Nadejda Aletkina, Kingston: Do you have any thoughts on why the idea of detoxification for cancer prevention and treatment doesn't attract much attention?

André Picard: Generally speaking, a lot of cancer patients use alternative therapies. Many may very well work but they need to be subjected to the same rigorous testing as mainstream pharmaceutical products, and they need to be used with the same cautions, i.e. there are not miracle cures. It is also important for cancer patients to tell their physicians they are using alternative products as there may be interactions with prescribed drugs.

Pam Wilkinson, Canada: I'm a 56-year-old woman with estrogen positive breast cancer. Having read about cancerous stem cells being resistant to chemo, am reluctant to go through that again should it return. Are there any upcoming trials for women like me with aggressive cancers?

André Picard: I am not a physician and cannot offer any medical advice. What I can do is urge patients to discuss these issues with their treating physicians and nurses. A caution too about the new research that indicates that some stem cells may be resistant to chemotherapy: While this will influence researchers and may change approaches to treatment down the road, no one should make a decision to receive treatment (or not) based on a single study.

Brenda McGuire, Ottawa: Are there any effective (and practical) preventive strategies, other than the obvious, like not smoking and exercising?

André Picard: Roy Romanow was fond of saying that the top 10 things a person can do to ensure good health were:

1. Don't be poor.

2. Pick your parents well.

3. Graduate from high school or, better yet, university.

4. Don't work at a stressful, low-paid job. Find a job where you have decision-making power and control.

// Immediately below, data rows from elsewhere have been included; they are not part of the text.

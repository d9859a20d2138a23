//! Rivet View
//!
//! Attaches imperative control logic to plain DOM elements: a view factory,
//! a per-view event bus, a delegated event-dispatch engine, and the
//! removal-driven cleanup path. No virtual DOM, no components - control code
//! is handed the live element and mutates it directly.

mod bus;
mod event;
mod factory;
mod lifecycle;
mod registry;
mod view;

pub use bus::EventBus;
pub use event::Event;
pub use factory::ViewBuilder;
pub use lifecycle::LifecycleNotifier;
pub use registry::{handler, Handler, ListenerMap, ViewRegistry};
pub use view::{View, ViewConfig, ViewId, ViewState};

pub use rivet_dom::{Document, DomTree, NodeId};

use std::future::Future;
use std::pin::Pin;

/// Boxed single-threaded future, the shape of all async handlers/callbacks
pub type LocalBoxFuture<T> = Pin<Box<dyn Future<Output = T>>>;

/// View layer errors
#[derive(Debug, thiserror::Error)]
pub enum ViewError {
    #[error("invalid selector '{selector}'")]
    Selector {
        selector: String,
        #[source]
        source: rivet_selectors::SelectorError,
    },
    #[error("unknown element {0:?}")]
    UnknownElement(NodeId),
    #[error("view {0:?} is already destroyed")]
    Destroyed(ViewId),
}
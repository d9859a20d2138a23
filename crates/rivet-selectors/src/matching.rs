//! Selector matching
//!
//! Right-to-left matching: the rightmost compound must match the candidate
//! node, then the remaining compounds are satisfied walking the ancestor
//! chain (with backtracking across descendant combinators).

use rivet_dom::{DomTree, NodeId};

use crate::parser::{Combinator, CompoundSelector, Selector, SimplePart};

/// Check whether `node` matches `selector`
pub fn matches(tree: &DomTree, node: NodeId, selector: &Selector) -> bool {
    let Some(last) = selector.compounds.last() else {
        return false;
    };
    if !compound_matches(tree, node, last) {
        return false;
    }
    match_prefix(tree, node, selector.compounds.len() - 1, selector)
}

/// Innermost ancestor-or-self of `node` matching `selector`
pub fn closest(tree: &DomTree, node: NodeId, selector: &Selector) -> Option<NodeId> {
    std::iter::once(node)
        .chain(tree.ancestors(node))
        .find(|&candidate| matches(tree, candidate, selector))
}

/// First descendant of `root` matching `selector`, in depth-first order
pub fn query(tree: &DomTree, root: NodeId, selector: &Selector) -> Option<NodeId> {
    tree.descendants(root)
        .into_iter()
        .find(|&id| matches(tree, id, selector))
}

/// All descendants of `root` matching `selector`, in depth-first order
pub fn query_all(tree: &DomTree, root: NodeId, selector: &Selector) -> Vec<NodeId> {
    tree.descendants(root)
        .into_iter()
        .filter(|&id| matches(tree, id, selector))
        .collect()
}

/// Verify the compounds to the left of `idx`, given that `compounds[idx]`
/// matched at `node`
fn match_prefix(tree: &DomTree, node: NodeId, idx: usize, selector: &Selector) -> bool {
    if idx == 0 {
        return true;
    }
    let target = idx - 1;
    let compound = &selector.compounds[target];
    match selector.combinators[target] {
        Combinator::Child => match tree.parent(node) {
            Some(parent) => {
                compound_matches(tree, parent, compound)
                    && match_prefix(tree, parent, target, selector)
            }
            None => false,
        },
        Combinator::Descendant => tree.ancestors(node).into_iter().any(|ancestor| {
            compound_matches(tree, ancestor, compound)
                && match_prefix(tree, ancestor, target, selector)
        }),
    }
}

/// Match a compound selector against a single element
fn compound_matches(tree: &DomTree, node: NodeId, compound: &CompoundSelector) -> bool {
    let Some(elem) = tree.element(node) else {
        return false;
    };
    compound.parts.iter().all(|part| match part {
        SimplePart::Universal => true,
        SimplePart::Type(tag) => elem.tag.eq_ignore_ascii_case(tag),
        SimplePart::Id(id) => elem.id.as_deref() == Some(id.as_str()),
        SimplePart::Class(class) => elem.has_class(class),
        SimplePart::Attribute(attr) => attr.matches(elem.get_attr(&attr.name)),
    })
}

5. Learn to control stress levels.

6. Be able to afford a foreign holiday and sunbathe (with SPF 30).

7. Don't be unemployed.

8. Live in a community where you have a sense of belonging.

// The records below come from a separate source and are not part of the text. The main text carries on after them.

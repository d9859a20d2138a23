//! Submission controller
//!
//! Orchestrates one submit click: spinner, disable inputs, clear errors,
//! read, validate, save, callbacks - with a guaranteed cleanup step that
//! re-enables inputs and removes the spinner exactly once per click,
//! whatever the outcome. Overlapping clicks on the same form are rejected
//! via a session flag set at click entry.

use std::cell::{Cell, RefCell};
use std::future::Future;
use std::rc::Rc;

use rivet_dom::NodeId;
use rivet_selectors::Selector;
use rivet_view::{handler, ListenerMap, LocalBoxFuture, View, ViewError, ViewRegistry};

use crate::binder::{apply_validation_errors, clear_errors, read_into_model};
use crate::binding::{normalize, FormDefaults, ModelFormMap, DEFAULT_HIDDEN_CLASS};
use crate::model::{default_setter, AttributeSetter, Model};
use crate::ValidationError;

/// Async view callback (validate, save)
pub type AsyncCallback = Rc<dyn Fn(View) -> LocalBoxFuture<anyhow::Result<()>>>;
/// Synchronous view hook (spinner, submitted, canceled)
pub type ViewHook = Rc<dyn Fn(&View)>;
/// Error callback for unexpected (non-validation) failures
pub type ErrorHook = Rc<dyn Fn(&View, &anyhow::Error)>;
/// Builds the model-form map, fresh per attempt
pub type MapBuilder = Rc<dyn Fn(&View) -> ModelFormMap>;

/// Wrap an async closure into an [`AsyncCallback`]
pub fn async_callback<F, Fut>(f: F) -> AsyncCallback
where
    F: Fn(View) -> Fut + 'static,
    Fut: Future<Output = anyhow::Result<()>> + 'static,
{
    Rc::new(move |view| Box::pin(f(view)))
}

/// Configuration of one form's submission flow
pub struct FormConfig {
    map: MapBuilder,
    model: Rc<RefCell<Model>>,
    submit_selector: String,
    cancel_selector: Option<String>,
    defaults: FormDefaults,
    hidden_class: String,
    validate: Option<AsyncCallback>,
    save: Option<AsyncCallback>,
    show_spinner: Option<ViewHook>,
    hide_spinner: Option<ViewHook>,
    on_submit_error: Option<ErrorHook>,
    on_submitted: Option<ViewHook>,
    on_canceled: Option<ViewHook>,
    setter: AttributeSetter,
    session_active: Cell<bool>,
}

impl FormConfig {
    /// A form submitting via clicks on `submit_selector`, reading fields
    /// through the map `map` builds per attempt
    pub fn new<F>(submit_selector: &str, map: F) -> Self
    where
        F: Fn(&View) -> ModelFormMap + 'static,
    {
        Self {
            map: Rc::new(map),
            model: Rc::new(RefCell::new(Model::new())),
            submit_selector: submit_selector.to_string(),
            cancel_selector: None,
            defaults: FormDefaults::default(),
            hidden_class: DEFAULT_HIDDEN_CLASS.to_string(),
            validate: None,
            save: None,
            show_spinner: None,
            hide_spinner: None,
            on_submit_error: None,
            on_submitted: None,
            on_canceled: None,
            setter: default_setter(),
            session_active: Cell::new(false),
        }
    }

    pub fn cancel_selector(mut self, selector: &str) -> Self {
        self.cancel_selector = Some(selector.to_string());
        self
    }

    /// View-level default error class
    pub fn error_class(mut self, class: &str) -> Self {
        self.defaults.error_class = class.to_string();
        self
    }

    /// Class toggled on error-message elements to hide them
    pub fn hidden_class(mut self, class: &str) -> Self {
        self.hidden_class = class.to_string();
        self
    }

    pub fn validate<F, Fut>(mut self, f: F) -> Self
    where
        F: Fn(View) -> Fut + 'static,
        Fut: Future<Output = anyhow::Result<()>> + 'static,
    {
        self.validate = Some(async_callback(f));
        self
    }

    pub fn save<F, Fut>(mut self, f: F) -> Self
    where
        F: Fn(View) -> Fut + 'static,
        Fut: Future<Output = anyhow::Result<()>> + 'static,
    {
        self.save = Some(async_callback(f));
        self
    }

    pub fn show_spinner<F: Fn(&View) + 'static>(mut self, f: F) -> Self {
        self.show_spinner = Some(Rc::new(f));
        self
    }

    pub fn hide_spinner<F: Fn(&View) + 'static>(mut self, f: F) -> Self {
        self.hide_spinner = Some(Rc::new(f));
        self
    }

    pub fn on_submit_error<F: Fn(&View, &anyhow::Error) + 'static>(mut self, f: F) -> Self {
        self.on_submit_error = Some(Rc::new(f));
        self
    }

    pub fn on_submitted<F: Fn(&View) + 'static>(mut self, f: F) -> Self {
        self.on_submitted = Some(Rc::new(f));
        self
    }

    pub fn on_canceled<F: Fn(&View) + 'static>(mut self, f: F) -> Self {
        self.on_canceled = Some(Rc::new(f));
        self
    }

    pub fn setter(mut self, setter: AttributeSetter) -> Self {
        self.setter = setter;
        self
    }

    /// The model written by `read_into_model`
    pub fn model(&self) -> &Rc<RefCell<Model>> {
        &self.model
    }

    /// Whether a submission session is currently in flight
    pub fn session_active(&self) -> bool {
        self.session_active.get()
    }
}

/// Run one submission attempt for a submit click
///
/// Validation errors are re-raised to the caller after field display; any
/// other error is routed to `on_submit_error` and consumed. The cleanup
/// block (re-enable inputs, hide spinner, clear the session flag) runs
/// exactly once regardless of outcome. A click while a session is active is
/// ignored.
pub async fn submit(view: &View, form: &Rc<FormConfig>) -> anyhow::Result<()> {
    if form.session_active.replace(true) {
        tracing::debug!(view = ?view.id(), "submission in flight, ignoring click");
        return Ok(());
    }

    if let Some(hook) = &form.show_spinner {
        hook(view);
    }
    // Field elements and error targets may have changed since the last
    // attempt; the map is rebuilt and normalized fresh.
    let map = normalize((form.map)(view), &form.defaults);
    let submit_button = find_button(view, &form.submit_selector);
    disable_inputs(view, &map, submit_button);

    let outcome = run_attempt(view, form, &map).await;

    enable_inputs(view, &map, submit_button);
    if let Some(hook) = &form.hide_spinner {
        hook(view);
    }
    form.session_active.set(false);

    match outcome {
        Ok(()) => {
            if let Some(hook) = &form.on_submitted {
                hook(view);
            }
            Ok(())
        }
        Err(err) if err.is::<ValidationError>() => Err(err),
        Err(err) => {
            match &form.on_submit_error {
                Some(hook) => hook(view, &err),
                None => tracing::warn!(view = ?view.id(), error = %err, "unhandled submit error"),
            }
            Ok(())
        }
    }
}

async fn run_attempt(
    view: &View,
    form: &FormConfig,
    map: &ModelFormMap,
) -> anyhow::Result<()> {
    clear_errors(view, map, &form.hidden_class);
    read_into_model(view, map, &form.model, &form.setter).await?;

    if let Some(validate) = &form.validate {
        if let Err(err) = validate(view.clone()).await {
            if let Some(validation) = err.downcast_ref::<ValidationError>() {
                apply_validation_errors(view, map, validation, &form.hidden_class);
            }
            return Err(err);
        }
    }
    if let Some(save) = &form.save {
        save(view.clone()).await?;
    }
    Ok(())
}

/// Run the cancel path for a cancel click: the callback only, no spinner,
/// no disabling, no validation
pub fn cancel(view: &View, form: &FormConfig) {
    if let Some(hook) = &form.on_canceled {
        hook(view);
    }
}

fn find_button(view: &View, selector: &str) -> Option<NodeId> {
    // Selector syntax was already checked when the listeners were attached.
    Selector::parse(selector)
        .ok()
        .and_then(|sel| view.query(&sel))
}

fn disable_inputs(view: &View, map: &ModelFormMap, submit_button: Option<NodeId>) {
    for (_, binding) in map.iter() {
        match &binding.disable_input {
            Some(hook) => hook(view, binding.element),
            None => {
                let doc = view.document();
                doc.borrow_mut().tree_mut().set_disabled(binding.element, true);
            }
        }
    }
    if let Some(button) = submit_button {
        let doc = view.document();
        doc.borrow_mut().tree_mut().set_disabled(button, true);
    }
}

fn enable_inputs(view: &View, map: &ModelFormMap, submit_button: Option<NodeId>) {
    for (_, binding) in map.iter() {
        match &binding.enable_input {
            Some(hook) => hook(view, binding.element),
            None => {
                let doc = view.document();
                doc.borrow_mut().tree_mut().set_disabled(binding.element, false);
            }
        }
    }
    if let Some(button) = submit_button {
        let doc = view.document();
        doc.borrow_mut().tree_mut().set_disabled(button, false);
    }
}

/// Build the click listener map routing submit/cancel clicks into the
/// controller
pub fn listeners(form: &Rc<FormConfig>) -> ListenerMap {
    let mut map = ListenerMap::new();

    let submit_form = form.clone();
    map = map.on(
        "click",
        &form.submit_selector,
        handler(move |view, _event| {
            let form = submit_form.clone();
            async move { submit(&view, &form).await }
        }),
    );

    if let Some(cancel_selector) = form.cancel_selector.clone() {
        let cancel_form = form.clone();
        map = map.on(
            "click",
            &cancel_selector,
            handler(move |view, _event| {
                let form = cancel_form.clone();
                async move {
                    cancel(&view, &form);
                    Ok(())
                }
            }),
        );
    }
    map
}

/// Attach the form's listeners to a view through the dispatcher
pub fn install(view: &View, registry: &ViewRegistry, form: &Rc<FormConfig>) -> Result<(), ViewError> {
    registry.attach(view, &listeners(form))
}
//! Dispatched events
//!
//! Propagation flags are shared across the clones handed to individual
//! handlers, so a `stop_propagation` inside any handler is visible to the
//! rest of the dispatch pass (and to enclosing views).

use std::cell::Cell;
use std::rc::Rc;

use rivet_dom::NodeId;

#[derive(Debug, Default)]
struct EventFlags {
    propagation_stopped: Cell<bool>,
    immediate_stopped: Cell<bool>,
    default_prevented: Cell<bool>,
}

/// An event flowing through the dispatcher
#[derive(Debug, Clone)]
pub struct Event {
    event_type: Rc<str>,
    target: NodeId,
    delegator: Option<NodeId>,
    flags: Rc<EventFlags>,
}

impl Event {
    /// Create an event of `event_type` originating at `target`
    pub fn new(event_type: &str, target: NodeId) -> Self {
        Self {
            event_type: Rc::from(event_type),
            target,
            delegator: None,
            flags: Rc::new(EventFlags::default()),
        }
    }

    /// Event type name
    pub fn event_type(&self) -> &str {
        &self.event_type
    }

    /// The element the event originated at
    pub fn target(&self) -> NodeId {
        self.target
    }

    /// The element that matched the delegated selector for the currently
    /// running handler (the target itself before dispatch sets it)
    pub fn delegator_target(&self) -> NodeId {
        self.delegator.unwrap_or(self.target)
    }

    /// Clone for a handler invocation, sharing flags but carrying its own
    /// delegator target
    pub(crate) fn for_delegator(&self, delegator: NodeId) -> Event {
        let mut clone = self.clone();
        clone.delegator = Some(delegator);
        clone
    }

    /// Stop propagation: no further delegated or root handler fires for this
    /// dispatch, and enclosing views are skipped
    pub fn stop_propagation(&self) {
        self.flags.propagation_stopped.set(true);
    }

    /// Stop propagation immediately (same worklist-clearing effect; kept
    /// distinct for callers that care about the difference)
    pub fn stop_immediate_propagation(&self) {
        self.flags.immediate_stopped.set(true);
        self.flags.propagation_stopped.set(true);
    }

    /// Prevent default action
    pub fn prevent_default(&self) {
        self.flags.default_prevented.set(true);
    }

    /// Check if propagation was stopped
    pub fn propagation_stopped(&self) -> bool {
        self.flags.propagation_stopped.get() || self.flags.immediate_stopped.get()
    }

    /// Check if default was prevented
    pub fn is_default_prevented(&self) -> bool {
        self.flags.default_prevented.get()
    }
}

9. Don't live in a ghetto, near a major road or polluting factory.

10. Learn to make friends and keep them.

In other words, a lot of our health risks — cancer included — depend on genetics and the broader socio-economic environment we live in.

Beyond that, there are lifestyle factors that have some impact: Don't smoke, be active, eat well. And with cancer, getting screened and being treated quickly are important.

Rasha Mourtada, globeandmail.com: Thank you, André, for joining us today to take questions from globeandmail.com readers. Any last thoughts you'd like to leave us with?

André Picard: Thank you to everyone for your challenging questions. In closing, I would just say that while our on-going series has focused on cancer, the issues raised about prevention, treatment and research apply generally to a broad range of chronic conditions. What we have learned about improving cancer care — using nurse-navigators, broadening screening efforts, providing specialized care in specific facilities, setting wait-time benchmarks, knowing the benefits and limitations of drug treatments and so on — has applications throughout the health system. While cancer touches many Canadians, the lessons of cancer should be applied broadly to improve and modernize our health system across the board. The last thing we want or need is disparities of care based on a person's affliction.